Комендант медленно снял перчатку, придвинул коробку «Равенклау» и закурил. В его взгляде, голосе, особенно в прямой фигуре и выражении лица было столько уверенности, готовой в нужную минуту перейти в наглость, что он позволил себе не обратить никакого внимания на этот ответ.

— Мой дядя барон Вернебург тоже учился в Московском университете. В то время в Москве проживало более тридцати тысяч немцев, и отнюдь не ремесленников. Это была испытанная тевтонская элита, которая одна только и могла привить славянам здоровое восприятие жизни. Отказавшись от нее, вы ослабили себя и сейчас расплачиваетесь за это. Мой брат со своим танковым батальоном стоит в Петергофском дворце, где барон Вернебург встречался с русским царем.

— Возможно, — сказал Андрей Николаевич, который ожидал всего, но только не такого разговора.

— Таково веление рока! — продолжал комендант, воодушевляясь собственным красноречием. Он еще не сделался безразличным, каким станет два года спустя, и еще не знал, что за два дня до этого разговора его двоюродный брат Отто Вернебург погиб бесславной смертью, наткнувшись с подвыпившими приятелями на партизанскую засаду.

— Торжествующий германский меч добудет земли для германского плуга, и на слезах войны взойдет хлеб насущный и даст новую силу немецкой нации.

— Вы забыли заветы древних: мечи даны для того, чтобы никто не был рабом, — сказал Андрей Николаевич, сурово глядя в лицо коменданта.

Комендант встал и торжественно произнес:

— Меч, вложенный провидением в руки фюрера, определит судьбу каждого народа. И только безумцы могут повторять, что нет таких крепостей, которых бы не взяли большевики, и во имя этого идти на смерть и страдания.

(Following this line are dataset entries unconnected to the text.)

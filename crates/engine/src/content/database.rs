use std::collections::HashMap;

use crate::app::{Rect, Vec2};

#[derive(Debug, Clone, Copy, PartialEq, Eq, Hash)]
pub struct LevelId(pub u32);

/// Detection geometry, speeds and durations are level data, never compiled-in
/// constants. Every field can be overridden from the `<tuning>` element.
#[derive(Debug, Clone, Copy, PartialEq)]
pub struct Tuning {
    pub player_speed: f32,
    pub climb_speed: f32,
    pub patrol_speed: f32,
    pub chase_speed: f32,
    pub guard_view_range: f32,
    pub guard_view_half_angle_degrees: f32,
    pub camera_view_range: f32,
    pub camera_view_half_width: f32,
    pub alert_seconds: f32,
    pub chase_break_distance: f32,
    pub chase_timeout_seconds: f32,
    pub stun_seconds: f32,
    pub alert_radius: f32,
    pub global_alert_seconds: f32,
    pub invisibility_seconds: f32,
    pub hit_recover_seconds: f32,
    pub melee_range: f32,
    pub ranged_range: f32,
}

impl Default for Tuning {
    fn default() -> Self {
        Self {
            player_speed: 4.0,
            climb_speed: 2.5,
            patrol_speed: 1.5,
            chase_speed: 3.0,
            guard_view_range: 5.0,
            guard_view_half_angle_degrees: 40.0,
            camera_view_range: 6.0,
            camera_view_half_width: 2.5,
            alert_seconds: 0.6,
            chase_break_distance: 8.0,
            chase_timeout_seconds: 4.0,
            stun_seconds: 5.0,
            alert_radius: 10.0,
            global_alert_seconds: 6.0,
            invisibility_seconds: 5.0,
            hit_recover_seconds: 0.8,
            melee_range: 1.0,
            ranged_range: 6.0,
        }
    }
}

#[derive(Debug, Clone, PartialEq)]
pub struct GuardDef {
    pub position: Vec2,
    pub patrol: Vec<Vec2>,
}

#[derive(Debug, Clone, Copy, PartialEq, Eq)]
pub enum CameraFacingDef {
    Left,
    Right,
    Down,
}

#[derive(Debug, Clone, Copy, PartialEq)]
pub struct CameraDef {
    pub position: Vec2,
    pub facing: CameraFacingDef,
}

#[derive(Debug, Clone, PartialEq)]
pub enum PuzzleDef {
    CodeLock { code: String },
    LaserLock { wire_count: u32, live_wire: u32 },
    LockPick { window_start: f32, window_width: f32 },
}

#[derive(Debug, Clone, PartialEq)]
pub struct DoorDef {
    pub position: Vec2,
    pub open: bool,
    pub locked: bool,
    pub puzzle: Option<PuzzleDef>,
}

#[derive(Debug, Clone, Copy, PartialEq)]
pub struct LadderDef {
    pub x: f32,
    pub bottom_y: f32,
    pub top_y: f32,
}

#[derive(Debug, Clone, PartialEq)]
pub struct PictureDef {
    pub position: Vec2,
    pub text: String,
}

#[derive(Debug, Clone, Copy, PartialEq, Eq)]
pub enum InfoKindDef {
    Note,
    Computer,
}

#[derive(Debug, Clone, PartialEq)]
pub struct InfoDef {
    pub position: Vec2,
    pub kind: InfoKindDef,
    pub text: String,
    pub objective: bool,
}

#[derive(Debug, Clone, Copy, PartialEq, Eq)]
pub enum ItemKindDef {
    Cloak,
}

#[derive(Debug, Clone, Copy, PartialEq)]
pub struct PickupDef {
    pub position: Vec2,
    pub item: ItemKindDef,
}

#[derive(Debug, Clone, PartialEq)]
pub struct LevelDef {
    pub id: LevelId,
    pub name: String,
    pub label: String,
    pub bounds: Rect,
    pub exit: Rect,
    pub player_spawn: Vec2,
    pub detection_limit: u32,
    pub tuning: Tuning,
    pub walls: Vec<Rect>,
    pub guards: Vec<GuardDef>,
    pub cameras: Vec<CameraDef>,
    pub doors: Vec<DoorDef>,
    pub ladders: Vec<LadderDef>,
    pub pictures: Vec<PictureDef>,
    pub infos: Vec<InfoDef>,
    pub pickups: Vec<PickupDef>,
}

impl LevelDef {
    /// Built-in safe default so the game stays bootable when assets/levels is
    /// missing or fails to compile.
    pub fn fallback() -> Self {
        Self {
            id: LevelId(0),
            name: "fallback".to_string(),
            label: "Fallback Floor".to_string(),
            bounds: Rect {
                min: Vec2 { x: -12.0, y: -8.0 },
                max: Vec2 { x: 12.0, y: 8.0 },
            },
            exit: Rect {
                min: Vec2 { x: -12.0, y: -8.0 },
                max: Vec2 { x: -10.5, y: -6.0 },
            },
            player_spawn: Vec2 { x: -10.0, y: -6.0 },
            detection_limit: 3,
            tuning: Tuning::default(),
            walls: vec![Rect {
                min: Vec2 { x: -0.5, y: -8.0 },
                max: Vec2 { x: 0.5, y: 2.0 },
            }],
            guards: vec![GuardDef {
                position: Vec2 { x: 2.0, y: 4.0 },
                patrol: vec![Vec2 { x: 2.0, y: 4.0 }, Vec2 { x: 8.0, y: 4.0 }],
            }],
            cameras: vec![CameraDef {
                position: Vec2 { x: 11.0, y: 7.0 },
                facing: CameraFacingDef::Down,
            }],
            doors: vec![
                DoorDef {
                    position: Vec2 { x: 0.0, y: 3.0 },
                    open: false,
                    locked: false,
                    puzzle: None,
                },
                DoorDef {
                    position: Vec2 { x: 6.0, y: -3.0 },
                    open: false,
                    locked: true,
                    puzzle: Some(PuzzleDef::CodeLock {
                        code: "1234".to_string(),
                    }),
                },
            ],
            ladders: vec![LadderDef {
                x: 10.0,
                bottom_y: -6.0,
                top_y: 0.0,
            }],
            pictures: vec![PictureDef {
                position: Vec2 { x: 3.0, y: 6.0 },
                text: "The frame hangs crooked. 1-2-3-4 is scratched into the backing.".to_string(),
            }],
            infos: vec![InfoDef {
                position: Vec2 { x: 9.0, y: 6.0 },
                kind: InfoKindDef::Computer,
                text: "LEDGER.XLS copied.".to_string(),
                objective: true,
            }],
            pickups: vec![PickupDef {
                position: Vec2 { x: -6.0, y: 4.0 },
                item: ItemKindDef::Cloak,
            }],
        }
    }
}

#[derive(Debug, Default, Clone)]
pub struct LevelDatabase {
    levels: Vec<LevelDef>,
    level_ids_by_name: HashMap<String, LevelId>,
}

impl LevelDatabase {
    pub(crate) fn from_levels(mut levels: Vec<LevelDef>) -> Self {
        let mut level_ids_by_name = HashMap::with_capacity(levels.len());
        for (idx, level) in levels.iter_mut().enumerate() {
            let id = LevelId(idx as u32);
            level.id = id;
            level_ids_by_name.insert(level.name.clone(), id);
        }
        Self {
            levels,
            level_ids_by_name,
        }
    }

    pub fn level_id_by_name(&self, name: &str) -> Option<LevelId> {
        self.level_ids_by_name.get(name).copied()
    }

    pub fn level(&self, id: LevelId) -> Option<&LevelDef> {
        self.levels.get(id.0 as usize)
    }

    pub fn level_by_name(&self, name: &str) -> Option<&LevelDef> {
        self.level_id_by_name(name).and_then(|id| self.level(id))
    }

    pub fn levels(&self) -> &[LevelDef] {
        &self.levels
    }

    pub fn is_empty(&self) -> bool {
        self.levels.is_empty()
    }
}
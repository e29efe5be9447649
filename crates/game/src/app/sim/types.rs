#[derive(Debug, Clone, Copy, PartialEq, Eq, Hash, PartialOrd, Ord)]
struct EntityId(u64);

#[derive(Debug, Clone, Copy, PartialEq, Eq)]
enum GamePhase {
    Menu,
    Playing,
    Paused,
    GameOver,
    Victory,
}

impl GamePhase {
    fn label(self) -> &'static str {
        match self {
            GamePhase::Menu => "menu",
            GamePhase::Playing => "playing",
            GamePhase::Paused => "paused",
            GamePhase::GameOver => "game_over",
            GamePhase::Victory => "victory",
        }
    }
}

#[derive(Debug, Clone, Copy, Default, PartialEq, Eq)]
enum Facing4 {
    Up,
    #[default]
    Down,
    Left,
    Right,
}

impl Facing4 {
    fn from_move_dir(dir: Vec2, current: Facing4) -> Facing4 {
        if dir.x == 0.0 && dir.y == 0.0 {
            return current;
        }
        if dir.x.abs() >= dir.y.abs() {
            if dir.x >= 0.0 {
                Facing4::Right
            } else {
                Facing4::Left
            }
        } else if dir.y >= 0.0 {
            Facing4::Up
        } else {
            Facing4::Down
        }
    }
}

#[derive(Debug, Clone, Copy, Default, PartialEq, Eq)]
enum FacingLr {
    Left,
    #[default]
    Right,
}

impl FacingLr {
    fn from_dx(dx: f32, current: FacingLr) -> FacingLr {
        if dx > 0.0 {
            FacingLr::Right
        } else if dx < 0.0 {
            FacingLr::Left
        } else {
            current
        }
    }

    fn sign(self) -> f32 {
        match self {
            FacingLr::Left => -1.0,
            FacingLr::Right => 1.0,
        }
    }
}

#[derive(Debug, Clone, Copy, PartialEq, Eq)]
enum CameraFacing {
    Left,
    Right,
    Down,
}

#[derive(Debug, Clone, Copy, Default, PartialEq, Eq)]
enum PlayerState {
    #[default]
    Idle,
    Run,
    Hit,
    Climb,
    Invisible,
}

#[derive(Debug, Clone, Copy, Default, PartialEq, Eq)]
enum GuardState {
    #[default]
    Patrol,
    Alert,
    Chase,
    Stunned,
}

#[derive(Debug, Clone, Copy, PartialEq, Eq)]
enum PuzzleState {
    Unsolved,
    Solved,
}

#[derive(Debug, Clone, Copy, PartialEq, Eq)]
enum ItemKind {
    Cloak,
    Evidence,
}

impl ItemKind {
    fn label(self) -> &'static str {
        match self {
            ItemKind::Cloak => "cloak",
            ItemKind::Evidence => "evidence",
        }
    }
}

#[derive(Debug, Clone, Copy, PartialEq, Eq)]
enum InfoKind {
    Note,
    Computer,
}

#[derive(Debug, Clone, Copy, PartialEq, Eq)]
enum AnimClip {
    Idle,
    Run,
    Hit,
    Climb,
    Vanish,
    Patrol,
    Alert,
    Chase,
    Stunned,
    Watch,
}

impl AnimClip {
    fn frame_count(self) -> u32 {
        match self {
            AnimClip::Idle => 2,
            AnimClip::Run => 4,
            AnimClip::Hit => 2,
            AnimClip::Climb => 2,
            AnimClip::Vanish => 2,
            AnimClip::Patrol => 4,
            AnimClip::Alert => 2,
            AnimClip::Chase => 4,
            AnimClip::Stunned => 2,
            AnimClip::Watch => CAMERA_ANIM_FRAMES,
        }
    }

    fn token(self) -> &'static str {
        match self {
            AnimClip::Idle => "idle",
            AnimClip::Run => "run",
            AnimClip::Hit => "hit",
            AnimClip::Climb => "climb",
            AnimClip::Vanish => "vanish",
            AnimClip::Patrol => "patrol",
            AnimClip::Alert => "alert",
            AnimClip::Chase => "chase",
            AnimClip::Stunned => "stunned",
            AnimClip::Watch => "watch",
        }
    }
}

/// Shared animation clock. One advance-and-wrap routine serves every animated
/// entity; frame counts come from the clip, the frame duration from the
/// caller.
#[derive(Debug, Clone, Copy, PartialEq)]
struct Animator {
    clip: AnimClip,
    frame: u32,
    elapsed_seconds: f32,
}

impl Animator {
    fn new(clip: AnimClip) -> Self {
        Self {
            clip,
            frame: 0,
            elapsed_seconds: 0.0,
        }
    }

    fn set_clip(&mut self, clip: AnimClip) {
        if self.clip != clip {
            self.clip = clip;
            self.frame = 0;
            self.elapsed_seconds = 0.0;
        }
    }

    fn advance(&mut self, dt_seconds: f32, frame_seconds: f32) {
        let frame_count = self.clip.frame_count().max(1);
        self.elapsed_seconds += dt_seconds;
        while self.elapsed_seconds >= frame_seconds {
            self.elapsed_seconds -= frame_seconds;
            self.frame = (self.frame + 1) % frame_count;
        }
    }
}

/// Events raised during the update phases and drained at the end of the same
/// update. Cross-entity effects (door unlocks, alert bookkeeping) happen only
/// in the drain, which keeps their ordering explicit.
#[derive(Debug, Clone, PartialEq)]
enum SimEvent {
    Detected {
        source: EntityId,
        player_position: Vec2,
    },
    WrongWire {
        door: EntityId,
    },
    PuzzleSolved {
        door: EntityId,
    },
    DoorUnlocked {
        door: EntityId,
    },
    GuardStunned {
        guard: EntityId,
    },
    PlayerHit {
        guard: EntityId,
    },
    ItemTaken {
        item: ItemKind,
    },
    ObjectiveSecured,
}

#[derive(Default, Debug)]
struct SimEventBus {
    current_tick_events: Vec<SimEvent>,
    last_tick_count: u32,
}

impl SimEventBus {
    fn emit(&mut self, event: SimEvent) {
        self.current_tick_events.push(event);
    }

    fn take_current(&mut self) -> Vec<SimEvent> {
        let events = std::mem::take(&mut self.current_tick_events);
        self.last_tick_count = events.len() as u32;
        events
    }

    fn last_tick_count(&self) -> u32 {
        self.last_tick_count
    }
}

/// External requests applied only at the frame boundary, never mid-phase.
#[derive(Debug, Clone, Copy, PartialEq, Eq)]
enum SimCommand {
    NewGame,
    TogglePause,
}

/// One tick worth of player intent, already translated from raw input by the
/// scene. `move_dir` is normalized or zero; `nav_*` are edge-triggered and
/// only consumed by an open puzzle session.
#[derive(Debug, Clone, Copy, Default)]
struct ControlFrame {
    move_dir: Vec2,
    interact_pressed: bool,
    melee_pressed: bool,
    ranged_pressed: bool,
    gadget_pressed: bool,
    cancel_pressed: bool,
    nav_up_pressed: bool,
    nav_down_pressed: bool,
    nav_left_pressed: bool,
    nav_right_pressed: bool,
}

#[derive(Debug, Clone, PartialEq)]
enum PuzzleUi {
    Code { digits: [u8; CODE_DIGIT_COUNT], cursor: usize },
    Wires { selected: u32, wire_count: u32 },
    Pick { marker: f32, rising: bool },
}

#[derive(Debug, Clone, PartialEq)]
struct PuzzleSession {
    door_id: EntityId,
    ui: PuzzleUi,
}

type SaveLoadResult<T> = Result<T, String>;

— Пострадать за Родину всегда было большой честью, — скорее себе, чем коменданту, сказал Андрей Николаевич и в эту минуту особенно отчетливо понял, почувствовал сердцем и почти ощутил физически себя русским; и что он, так же как и Сергей Зыков и недалекий Кара, и все те, кто сейчас сражается, есть одно целое, слитое воедино, как воздух Родины, воздух свободы, которым он дышал вместе со всеми.

— Добровольные страдания очищают душу, можете утешиться этим, — грубым насмешливым голосом заговорил комендант. — Но вы кажетесь мыслящим человеком, и уж во всяком случае не должны рассказывать сказки о том, как ложкой пилили сосну.

— Это не сказка, обер-лейтенант. Мы спилили вашу сосну и снова стали людьми.

Вынужденный отвечать на вопросы, Андрей Николаевич никак не мог сосредоточиться на мысли, что внезапно пришла ему в голову после последних слов коменданта. То, что он говорил до этого, не удивляло Андрея Николаевича, что-то подобное он уже слышал, а может быть, читал. Этот вылощенный офицер просто повторяет чужие мысли, и главное было не в этом, а в том, что он не может выйти из заколдованного круга своих представлений, так же как и те, кто ведет сейчас войну, точно подсчитав количество дивизий, самолетов и танков; но тут-то они, одушевленные этими подсчетами, и споткнутся, как говорит Сергей Зыков, потому что даже их эксперты не могут понять и поверить, что обыкновенной железной ложкой можно свалить сосну; а значит, нечего больше и говорить об этом и доказывать, что рано или поздно и сама Германия рухнет подрубленная, как эта гамбургская сосна.